Twelve Days of Christmas: Delicious

It’s the next to last day of this twelve-part series. I hope you’ve been enjoying the variety so far! I was debating whether to post about this service, since my geekier friends have been using it for years, but I checked with a couple of English-teaching friends and they weren’t familiar with it. (I’m in that small, weird “TESOL geek” category, so sometimes my perceptions are a little off.) Delicious, formerly del.icio.us, is a site and service that radically changed my website bookmarking habits in a way that I didn’t even know they needed to be changed. It can also help you discover new sites when search engines aren’t doing the trick.

ee_Book_Flow from openclipart.org

Delicious stores your bookmarks online, so you can access them from any computer, and it backs them up and synchs them, so you can keep them stored the way you’re used to in the browsers of your home and/or work computer(s) if you like having them there. Most importantly for me, they’re organized and findable in a far more useful way than browser-based favorites. When I save a website, it’s not saved into a folder or subfolder the way browsers traditionally have stored bookmarks or favorites. Once I’ve built up a lot of bookmarks, it’s a struggle to remember if I saved a museum I want to go to in Japan someday under Museums or Travel or Japan or Culture; or if I put that video site under ESL or Videos or Time-wasters or … argh! And what if I forget that I already made a folder under Education called TESOL, and later make a folder called ESL? On Delicious, you save a URL with tags, so you can tag this site (for example) with blog tesol esl elt teaching education resources. Sometimes I even tag things with really specific tags like sparetime so I’ll click on it when I get around to it. I can also add a note of description if I want, like “I really want to visit this museum someday, because they have …”

So when you’re using a computer you control, you save and access your links through a browser add-on (ideally). When you’re using any other computer, you save and access them by visiting delicious.com.

There’s a nice Delicious addition to Firefox that I’ve shrunk down to two buttons and re-arranged so that they don’t take up any extra room in my browser (they’re right next to the home, reload, etc. buttons). One lets me click to tag a website and add it to my Delicious. The other brings up a side window pane that lets me find something in my Delicious account. It’s so great to be able to save things with abandon, knowing I’ll be able to dig them up later. The search also lets me look by adding tags together, such as travel+kyoto or recipes+pototoes+korean or esl+activities+verbs+children.

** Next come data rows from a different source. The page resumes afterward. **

//! Zstandard implementation of the codec boundary, backed by the `zstd`
//! crate: `zstd::bulk` for the one-shot calls and raw `zstd_safe` contexts
//! for the incremental ones.

use zstd::zstd_safe::{self, CCtx, DCtx, InBuffer, OutBuffer};

use crate::codec::{
    BlockCompressor, BlockDecompressor, CompressContext, DecompressContext, Pump,
};
use crate::error::{Error, Result};
use crate::region::{ReadRegion, WriteRegion};

/// The compression level range accepted by this engine.
pub fn level_range() -> std::ops::RangeInclusive<i32> {
    zstd::compression_level_range()
}

/// One-shot compressor over [`zstd::bulk::Compressor`].
pub struct ZstdCompressor {
    inner: zstd::bulk::Compressor<'static>,
    level: i32,
}

impl ZstdCompressor {
    pub fn new(level: i32) -> Result<Self> {
        let inner = zstd::bulk::Compressor::new(level)?;
        Ok(Self { inner, level })
    }

    pub fn level(&self) -> i32 {
        self.level
    }
}

impl BlockCompressor for ZstdCompressor {
    fn compress_bound(&self, uncompressed_len: usize) -> usize {
        zstd_safe::compress_bound(uncompressed_len)
    }

    fn compress(&mut self, dst: &mut [u8], src: &[u8]) -> Result<usize> {
        let bound = zstd_safe::compress_bound(src.len());
        match self.inner.compress_to_buffer(src, dst) {
            Ok(n) => Ok(n),
            // The bound is a sufficient capacity, so a failure below it is a
            // capacity failure, not an engine one.
            Err(_) if dst.len() < bound => Err(Error::too_small(bound, dst.len())),
            Err(e) => Err(e.into()),
        }
    }
}

/// One-shot decompressor over [`zstd::bulk::Decompressor`].
pub struct ZstdDecompressor {
    inner: zstd::bulk::Decompressor<'static>,
}

impl ZstdDecompressor {
    pub fn new() -> Result<Self> {
        let inner = zstd::bulk::Decompressor::new()?;
        Ok(Self { inner })
    }
}

impl BlockDecompressor for ZstdDecompressor {
    fn decompressed_size(&self, frame: &[u8]) -> Result<Option<u64>> {
        zstd_safe::get_frame_content_size(frame)
            .map_err(|_| Error::malformed("invalid frame header"))
    }

    fn decompress(&mut self, dst: &mut [u8], src: &[u8]) -> Result<usize> {
        if let Some(size) = self.decompressed_size(src)? {
            if size > dst.len() as u64 {
                return Err(Error::too_small(size as usize, dst.len()));
            }
            return self
                .inner
                .decompress_to_buffer(src, dst)
                .map_err(|e| Error::MalformedFrame(e.to_string()));
        }
        // The frame does not record its payload size, so a bulk call cannot
        // tell a capacity failure from a format one. Stream it instead: the
        // output filling up with frame bytes left is a capacity failure,
        // everything else is malformed input.
        let capacity = dst.len();
        let mut dctx = ZstdDecompressContext::new();
        let mut out = WriteRegion::new(dst);
        let mut input = ReadRegion::new(src);
        loop {
            let before_out = out.position();
            let before_in = input.position();
            match dctx.pump(&mut out, &mut input)? {
                Pump::FrameComplete => return Ok(out.position()),
                Pump::InProgress => {
                    if !out.has_remaining() {
                        return Err(Error::too_small(None, capacity));
                    }
                    if out.position() == before_out && input.position() == before_in {
                        return Err(Error::malformed("frame ends prematurely"));
                    }
                }
            }
        }
    }
}

/// Incremental compression context over [`zstd_safe::CCtx`].
pub struct ZstdCompressContext {
    cctx: CCtx<'static>,
}

impl ZstdCompressContext {
    pub fn new(level: i32) -> Result<Self> {
        let mut cctx = CCtx::create();
        cctx.set_parameter(zstd_safe::CParameter::CompressionLevel(level))
            .map_err(engine_error)?;
        Ok(Self { cctx })
    }
}

impl CompressContext for ZstdCompressContext {
    fn recommended_input_size(&self) -> usize {
        CCtx::in_size()
    }

    fn recommended_output_size(&self) -> usize {
        CCtx::out_size()
    }

    fn feed(&mut self, dst: &mut WriteRegion, src: &mut ReadRegion) -> Result<()> {
        let (consumed, produced) = {
            let mut input = InBuffer::around(src.unread());
            let mut output = OutBuffer::around(dst.spare());
            self.cctx
                .compress_stream(&mut output, &mut input)
                .map_err(engine_error)?;
            (input.pos, output.pos())
        };
        src.advance(consumed);
        dst.advance(produced);
        Ok(())
    }

    fn flush(&mut self, dst: &mut WriteRegion) -> Result<bool> {
        let (remaining, produced) = {
            let mut output = OutBuffer::around(dst.spare());
            let remaining = self
                .cctx
                .flush_stream(&mut output)
                .map_err(engine_error)?;
            (remaining, output.pos())
        };
        dst.advance(produced);
        Ok(remaining == 0)
    }

    fn finish(&mut self, dst: &mut WriteRegion) -> Result<bool> {
        let (remaining, produced) = {
            let mut output = OutBuffer::around(dst.spare());
            let remaining = self.cctx.end_stream(&mut output).map_err(engine_error)?;
            (remaining, output.pos())
        };
        dst.advance(produced);
        Ok(remaining == 0)
    }
}

/// Incremental decompression context over [`zstd_safe::DCtx`].
///
/// After a frame completes the context accepts the next concatenated frame
/// without an explicit reset.
pub struct ZstdDecompressContext {
    dctx: DCtx<'static>,
}

impl ZstdDecompressContext {
    pub fn new() -> Self {
        Self {
            dctx: DCtx::create(),
        }
    }
}

impl Default for ZstdDecompressContext {
    fn default() -> Self {
        Self::new()
    }
}

impl DecompressContext for ZstdDecompressContext {
    fn recommended_input_size(&self) -> usize {
        DCtx::in_size()
    }

    fn recommended_output_size(&self) -> usize {
        DCtx::out_size()
    }

    fn pump(&mut self, dst: &mut WriteRegion, src: &mut ReadRegion) -> Result<Pump> {
        let (hint, consumed, produced) = {
            let mut input = InBuffer::around(src.unread());
            let mut output = OutBuffer::around(dst.spare());
            let hint = self
                .dctx
                .decompress_stream(&mut output, &mut input)
                .map_err(|code| Error::malformed(zstd_safe::get_error_name(code)))?;
            (hint, input.pos, output.pos())
        };
        src.advance(consumed);
        dst.advance(produced);
        Ok(if hint == 0 {
            Pump::FrameComplete
        } else {
            Pump::InProgress
        })
    }
}

fn engine_error(code: zstd_safe::ErrorCode) -> Error {
    Error::Io(std::io::Error::other(zstd_safe::get_error_name(code)))
}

There are two more great features. Sometimes you can’t find something through the usual search engine venues because the terms are too common or there are just too many bad examples of whatever it is online. You can search other users’ Delicious tags, and sometimes come up with some really excellent, useful results that way. Usually, if more users have saved a URL, it’s more likely to be fruitful. (Don’t worry! If you want to save something to your Delicious that you don’t need the whole world to see, just mark it as private.)

The second very useful feature is sharing your bookmarks with other users directly. If you know your friends’ usernames, you can add them to your network and tag links “for” them. If you want to bring a link to my attention, you just tag it for:wintersweet, and the little Delicious icon in my Firefox status bar will let me know someone has marked something for me. (Feel free to connect!) It’s very convenient when all you want to do is share a link with someone, not necessarily start an IM conversation, etc.

Delicious has other good attributes, such as tag bundling and so on, but my advice is to just try it out. It’s the easiest “spring cleaning” you’ll ever do.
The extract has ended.